Although Satrija et al [73, 90] failed to find a significant effect on the ruminant abomasal nematode H. contortus by oral delivery, we believe that alternative methods of administration, such as slow release from boluses, and combination treatments to temporarily suppress abomasal acidity, may succeed, but they have still to be evaluated. If useful efficacy against the intestinal parasites of ruminants were to be demonstrated convincingly, the industry may show some interest, since it is in their role in livestock agriculture that anthelmintics succeed or fail.

Competition with synthetic anthelmintics and the scope for improving formulation and delivery

There can be little doubt that in an environment where available anthelmintic drugs are rapidly losing efficacy, alternatives have to be sought before the current drugs cease having any useful effect. There are already signs that in some parts of the world livestock farming has become almost impossible and, for example, farmers have abandoned sheep husbandry because anthelmintics could no longer be used to control worm burdens [9193]. The published information on naturally occurring CPs raises optimism that they may be useful additions to the available armoury of weapons against GI helminths.
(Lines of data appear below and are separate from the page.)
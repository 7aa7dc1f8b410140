//! Per-invocation loop state and the result it turns into.
//!
//! A [`LoopState`] is owned by exactly one running loop and never shared.
//! It is consumed into a [`LoopResult`] (or a [`LoopProgress`] on fatal
//! exits) when the loop stops.

use std::collections::BTreeSet;

use serde::{Deserialize, Serialize};
use toolloop_core::message::Message;
use toolloop_core::provider::Usage;
use toolloop_core::transcript::Transcript;

/// Why the loop stopped. Exactly one is recorded per invocation.
#[derive(Debug, Clone, Copy, PartialEq, Eq, Hash, Serialize, Deserialize)]
#[serde(rename_all = "snake_case")]
pub enum TerminationReason {
    /// The model gave a (confirmed) final answer.
    Completed,
    /// The iteration cap was reached.
    MaxIterations,
    /// Consecutive tool failures reached the error threshold.
    Error,
    /// An external budget tracker blocked further work.
    BudgetExceeded,
    /// The wall-clock budget ran out.
    DurationExceeded,
}

impl TerminationReason {
    pub fn as_str(self) -> &'static str {
        match self {
            Self::Completed => "completed",
            Self::MaxIterations => "max_iterations",
            Self::Error => "error",
            Self::BudgetExceeded => "budget_exceeded",
            Self::DurationExceeded => "duration_exceeded",
        }
    }
}

impl std::fmt::Display for TerminationReason {
    fn fmt(&self, f: &mut std::fmt::Formatter<'_>) -> std::fmt::Result {
        f.write_str(self.as_str())
    }
}

/// Mutable counters and transcript for one running loop.
#[derive(Debug)]
pub struct LoopState {
    iterations: u32,
    total_tokens: u64,
    tool_calls_made: u32,
    tools_used: BTreeSet<String>,
    pub(crate) transcript: Transcript,
    consecutive_errors: u32,
    awaiting_confirmation: bool,
    termination_reason: Option<TerminationReason>,
    last_usage: Option<Usage>,
    last_model: String,
}

impl LoopState {
    pub fn new(transcript: Transcript) -> Self {
        Self {
            iterations: 0,
            total_tokens: 0,
            tool_calls_made: 0,
            tools_used: BTreeSet::new(),
            transcript,
            consecutive_errors: 0,
            awaiting_confirmation: false,
            termination_reason: None,
            last_usage: None,
            last_model: String::new(),
        }
    }

    pub fn iterations(&self) -> u32 {
        self.iterations
    }

    pub fn total_tokens(&self) -> u64 {
        self.total_tokens
    }

    pub fn tool_calls_made(&self) -> u32 {
        self.tool_calls_made
    }

    pub fn tools_used(&self) -> &BTreeSet<String> {
        &self.tools_used
    }

    pub fn transcript(&self) -> &Transcript {
        &self.transcript
    }

    pub fn consecutive_errors(&self) -> u32 {
        self.consecutive_errors
    }

    pub fn awaiting_confirmation(&self) -> bool {
        self.awaiting_confirmation
    }

    pub fn termination_reason(&self) -> Option<TerminationReason> {
        self.termination_reason
    }

    /// A new model turn begins.
    pub(crate) fn begin_iteration(&mut self) -> u32 {
        self.iterations += 1;
        self.iterations
    }

    pub(crate) fn record_reply(&mut self, usage: Option<Usage>, model: &str) {
        if let Some(usage) = usage {
            self.total_tokens += u64::from(usage.total_tokens);
        }
        self.last_usage = usage;
        if !model.is_empty() {
            self.last_model = model.to_string();
        }
    }

    pub(crate) fn record_success(&mut self, tool_name: &str) {
        self.consecutive_errors = 0;
        self.tool_calls_made += 1;
        self.tools_used.insert(tool_name.to_string());
    }

    pub(crate) fn record_failure(&mut self) {
        self.consecutive_errors += 1;
    }

    pub(crate) fn set_awaiting_confirmation(&mut self, awaiting: bool) {
        self.awaiting_confirmation = awaiting;
    }

    /// Record why the loop stopped.
    ///
    /// Recording twice is a bug in the controller, not a runtime condition.
    pub(crate) fn terminate(&mut self, reason: TerminationReason) -> TerminationReason {
        debug_assert!(
            self.termination_reason.is_none(),
            "termination reason recorded twice: {:?} then {reason:?}",
            self.termination_reason
        );
        *self.termination_reason.get_or_insert(reason)
    }

    /// Snapshot of progress, used on fatal exits.
    pub(crate) fn into_progress(self, invocation_id: String) -> LoopProgress {
        LoopProgress {
            invocation_id,
            iterations: self.iterations,
            tokens_used: self.total_tokens,
            tool_calls_made: self.tool_calls_made,
            tools_used: self.tools_used.into_iter().collect(),
            transcript: self.transcript.into_messages(),
        }
    }

    /// Consume the state into the final result.
    pub(crate) fn into_result(
        self,
        invocation_id: String,
        output: serde_json::Map<String, serde_json::Value>,
        duration_ms: u64,
    ) -> LoopResult {
        let raw_response = self
            .transcript
            .last_assistant()
            .map(|m| m.content.clone())
            .unwrap_or_default();
        // Every exit path records a reason before converting.
        let termination_reason = self
            .termination_reason
            .unwrap_or(TerminationReason::Error);

        LoopResult {
            invocation_id,
            output,
            raw_response,
            tokens_used: self.total_tokens,
            usage: self.last_usage,
            model: self.last_model,
            iterations: self.iterations,
            tool_calls_made: self.tool_calls_made,
            tools_used: self.tools_used.into_iter().collect(),
            termination_reason,
            duration_ms,
            transcript: self.transcript.into_messages(),
        }
    }
}

/// The immutable outcome of one loop invocation.
#[derive(Debug, Clone, Serialize, Deserialize)]
pub struct LoopResult {
    pub invocation_id: String,

    /// Key/value mapping parsed from the final confirmed answer
    /// (empty unless the loop completed)
    pub output: serde_json::Map<String, serde_json::Value>,

    /// Text of the last assistant message
    pub raw_response: String,

    /// Tokens consumed across all model calls
    pub tokens_used: u64,

    /// Usage reported by the last model reply
    #[serde(default, skip_serializing_if = "Option::is_none")]
    pub usage: Option<Usage>,

    /// Model that produced the last reply
    pub model: String,

    pub iterations: u32,
    pub tool_calls_made: u32,
    pub tools_used: Vec<String>,
    pub termination_reason: TerminationReason,
    pub duration_ms: u64,

    /// The full transcript, including tool results and confirmation prompts
    pub transcript: Vec<Message>,
}

impl LoopResult {
    pub fn completed(&self) -> bool {
        self.termination_reason == TerminationReason::Completed
    }
}

/// Partial progress handed back when the loop ends without a result.
#[derive(Debug, Clone, Serialize, Deserialize)]
pub struct LoopProgress {
    pub invocation_id: String,
    pub iterations: u32,
    pub tokens_used: u64,
    pub tool_calls_made: u32,
    pub tools_used: Vec<String>,
    pub transcript: Vec<Message>,
}

#[cfg(test)]
mod tests {
    use super::*;

    fn state() -> LoopState {
        LoopState::new(Transcript::new("s", "u"))
    }

    #[test]
    fn success_resets_consecutive_errors() {
        let mut s = state();
        s.record_failure();
        s.record_failure();
        assert_eq!(s.consecutive_errors(), 2);

        s.record_success("search");
        assert_eq!(s.consecutive_errors(), 0);
        assert_eq!(s.tool_calls_made(), 1);
        assert!(s.tools_used().contains("search"));
    }

    #[test]
    fn tools_used_is_a_set() {
        let mut s = state();
        s.record_success("a");
        s.record_success("a");
        s.record_success("b");
        assert_eq!(s.tools_used().len(), 2);
        assert_eq!(s.tool_calls_made(), 3);
    }

    #[test]
    fn record_reply_accumulates_tokens() {
        let mut s = state();
        s.record_reply(Some(Usage::new(10, 5)), "m1");
        s.record_reply(None, "");
        s.record_reply(Some(Usage::new(1, 1)), "m2");
        assert_eq!(s.total_tokens(), 17);

        let result = {
            s.terminate(TerminationReason::Completed);
            s.into_result("inv".into(), serde_json::Map::new(), 0)
        };
        assert_eq!(result.model, "m2");
        assert_eq!(result.usage, Some(Usage::new(1, 1)));
    }

    #[test]
    fn termination_reason_serializes_snake_case() {
        let json = serde_json::to_string(&TerminationReason::BudgetExceeded).unwrap();
        assert_eq!(json, "\"budget_exceeded\"");
        assert_eq!(TerminationReason::MaxIterations.to_string(), "max_iterations");
    }

    #[test]
    #[should_panic(expected = "recorded twice")]
    #[cfg(debug_assertions)]
    fn double_termination_is_a_bug() {
        let mut s = state();
        s.terminate(TerminationReason::Completed);
        s.terminate(TerminationReason::Error);
    }

    #[test]
    fn raw_response_is_last_assistant_text() {
        let mut s = state();
        s.transcript
            .push_assistant(Message::assistant("first"))
            .unwrap();
        s.transcript.push_user("again").unwrap();
        s.transcript
            .push_assistant(Message::assistant("second"))
            .unwrap();
        s.terminate(TerminationReason::MaxIterations);
        let result = s.into_result("inv".into(), serde_json::Map::new(), 3);
        assert_eq!(result.raw_response, "second");
        assert_eq!(result.transcript.len(), 5);
        assert!(!result.completed());
    }
}
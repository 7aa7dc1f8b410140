//! Model client trait — the abstraction over LLM backends.
//!
//! A model client knows how to send a transcript plus tool specifications to
//! an LLM and get one reply back. Wire protocols, retries and streaming live
//! behind this trait; the loop only sees complete replies.

use async_trait::async_trait;
use serde::{Deserialize, Serialize};

use crate::error::ProviderError;
use crate::message::{Message, ToolCallRequest};

/// Configuration for a model request.
#[derive(Debug, Clone, Serialize, Deserialize)]
pub struct ModelRequest {
    /// The model to use (e.g., "gpt-4o")
    pub model: String,

    /// The transcript so far
    pub messages: Vec<Message>,

    /// Available tools the model can call
    #[serde(default, skip_serializing_if = "Vec::is_empty")]
    pub tools: Vec<ToolDefinition>,

    /// Temperature (0.0 = deterministic, 1.0 = creative)
    #[serde(default = "default_temperature")]
    pub temperature: f32,

    /// Maximum tokens to generate
    #[serde(default, skip_serializing_if = "Option::is_none")]
    pub max_tokens: Option<u32>,
}

fn default_temperature() -> f32 {
    0.7
}

/// A tool definition sent to the model so it knows what it can call.
#[derive(Debug, Clone, PartialEq, Serialize, Deserialize)]
pub struct ToolDefinition {
    /// The tool name
    pub name: String,

    /// Description of what the tool does
    pub description: String,

    /// JSON Schema describing the tool's parameters
    pub parameters: serde_json::Value,
}

/// Why the model stopped generating.
#[derive(Debug, Clone, Default, PartialEq, Eq, Serialize, Deserialize)]
#[serde(rename_all = "snake_case")]
pub enum FinishReason {
    #[default]
    Stop,
    ToolCalls,
    Length,
    ContentFilter,
    Other(String),
}

/// One complete reply from the model.
///
/// `tool_calls` is empty exactly when the reply is a plain textual answer.
#[derive(Debug, Clone, Default, Serialize, Deserialize)]
pub struct ModelResponse {
    /// Textual content (may be empty, also alongside tool calls)
    #[serde(default)]
    pub content: String,

    /// Requested tool calls
    #[serde(default, skip_serializing_if = "Vec::is_empty")]
    pub tool_calls: Vec<ToolCallRequest>,

    #[serde(default)]
    pub finish_reason: FinishReason,

    /// Token usage statistics
    #[serde(default, skip_serializing_if = "Option::is_none")]
    pub usage: Option<Usage>,

    /// Which model actually responded (may differ from requested)
    #[serde(default)]
    pub model: String,
}

impl ModelResponse {
    /// A plain text reply.
    pub fn text(content: impl Into<String>) -> Self {
        Self {
            content: content.into(),
            finish_reason: FinishReason::Stop,
            ..Default::default()
        }
    }

    /// A reply requesting tool calls.
    pub fn with_tool_calls(content: impl Into<String>, tool_calls: Vec<ToolCallRequest>) -> Self {
        Self {
            content: content.into(),
            tool_calls,
            finish_reason: FinishReason::ToolCalls,
            ..Default::default()
        }
    }

    pub fn with_usage(mut self, prompt_tokens: u32, completion_tokens: u32) -> Self {
        self.usage = Some(Usage::new(prompt_tokens, completion_tokens));
        self
    }

    pub fn with_model(mut self, model: impl Into<String>) -> Self {
        self.model = model.into();
        self
    }

    /// Convert into the assistant message that goes into the transcript.
    ///
    /// Both content and tool calls are kept.
    pub fn to_message(&self) -> Message {
        Message::assistant_with_calls(self.content.clone(), self.tool_calls.clone())
    }
}

/// Token usage information.
#[derive(Debug, Clone, Copy, Default, PartialEq, Eq, Serialize, Deserialize)]
pub struct Usage {
    pub prompt_tokens: u32,
    pub completion_tokens: u32,
    pub total_tokens: u32,
}

impl Usage {
    pub fn new(prompt_tokens: u32, completion_tokens: u32) -> Self {
        Self {
            prompt_tokens,
            completion_tokens,
            total_tokens: prompt_tokens.saturating_add(completion_tokens),
        }
    }
}

/// The model client trait.
///
/// Every LLM backend implements this. The loop calls `complete()` without
/// knowing which backend is in use.
#[async_trait]
pub trait ModelClient: Send + Sync {
    /// A human-readable name for this client (e.g., "openrouter", "scripted").
    fn name(&self) -> &str;

    /// Send a request and get a complete reply.
    async fn complete(&self, request: ModelRequest) -> std::result::Result<ModelResponse, ProviderError>;
}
Where synthetic anthelmintics are still effective, CPs would stand little chance in direct competition (more complex manufacture and preparation, and expense), but they may be a useful weapon where resistance has already tightened its grip. They may also provide a useful control method where CP-producing plants are indigenous in tropical and sub-tropical countries where poor pastoral communities are the norm and nematode infections are endemic. In such areas, farmers could conceivably grow their own anthelmintic crops. However, for commercial production to become a reality, there is still a long way to go in terms of provision of adequate supplies and improvement of formulation and delivery. The pharmaceutical laboratories around the world have invented many sophisticated and elaborate delivery systems for drugs, and we believe that it is not beyond the scope of possibilities for contemporary methods of formulation and delivery to be adapted to improve the access of CPs to the sites within hosts where their target helminths live.

From an economic standpoint, ruminants must be the prime target hosts, since this is where anthelmintics succeed or fail in terms of their market success and profitability. Formulations that will enable the CPs to pass through the rumen, show efficacy in the abomasum and then in the small and large intestines are not beyond the scope of achievable objectives, given current advances in pharmacy.

As explained earlier there is already strong evidence that CPs show efficacy in monogastric hosts such as rodents, pigs, humans and even poultry. To our knowledge, they have not been tested in horses, but resistance among intestinal nematodes of horses is a big problem in the racing and leisure industries, and there are concerns in both that resistance is becoming more prevalent [6, 94].

Satrija et al [72] showed that papaya latex effectively eliminated A. suum from pigs, but were concerned about some of the side effects in animals given the higher doses which were more effective at clearing worms (see below for more on pathology). Although pigs have their own spectrum of helminths, including several species of nematodes (Table 2), there is little indication that these cause any significant economic losses on farms where the animals are raised intensively indoors [95]. However, there are reports that in developing countries pigs do harbour quite intense infections with nematodes and these may be responsible for losses in production efficiency [96, 97]. There are also some indications of resistance [9], although this is not yet a serious problem in the pig industry worldwide. However, in developed countries there is now a strong trend for a return to outdoor, free-range pig husbandry, and free-range farming is undoubtedly going to lead to higher worm burdens since fields cannot be cleaned as easily or as frequently as indoor concrete pens [98]. Controlling worms through regular dosing of outdoor pigs is likely to see an exacerbation of resistance in the future.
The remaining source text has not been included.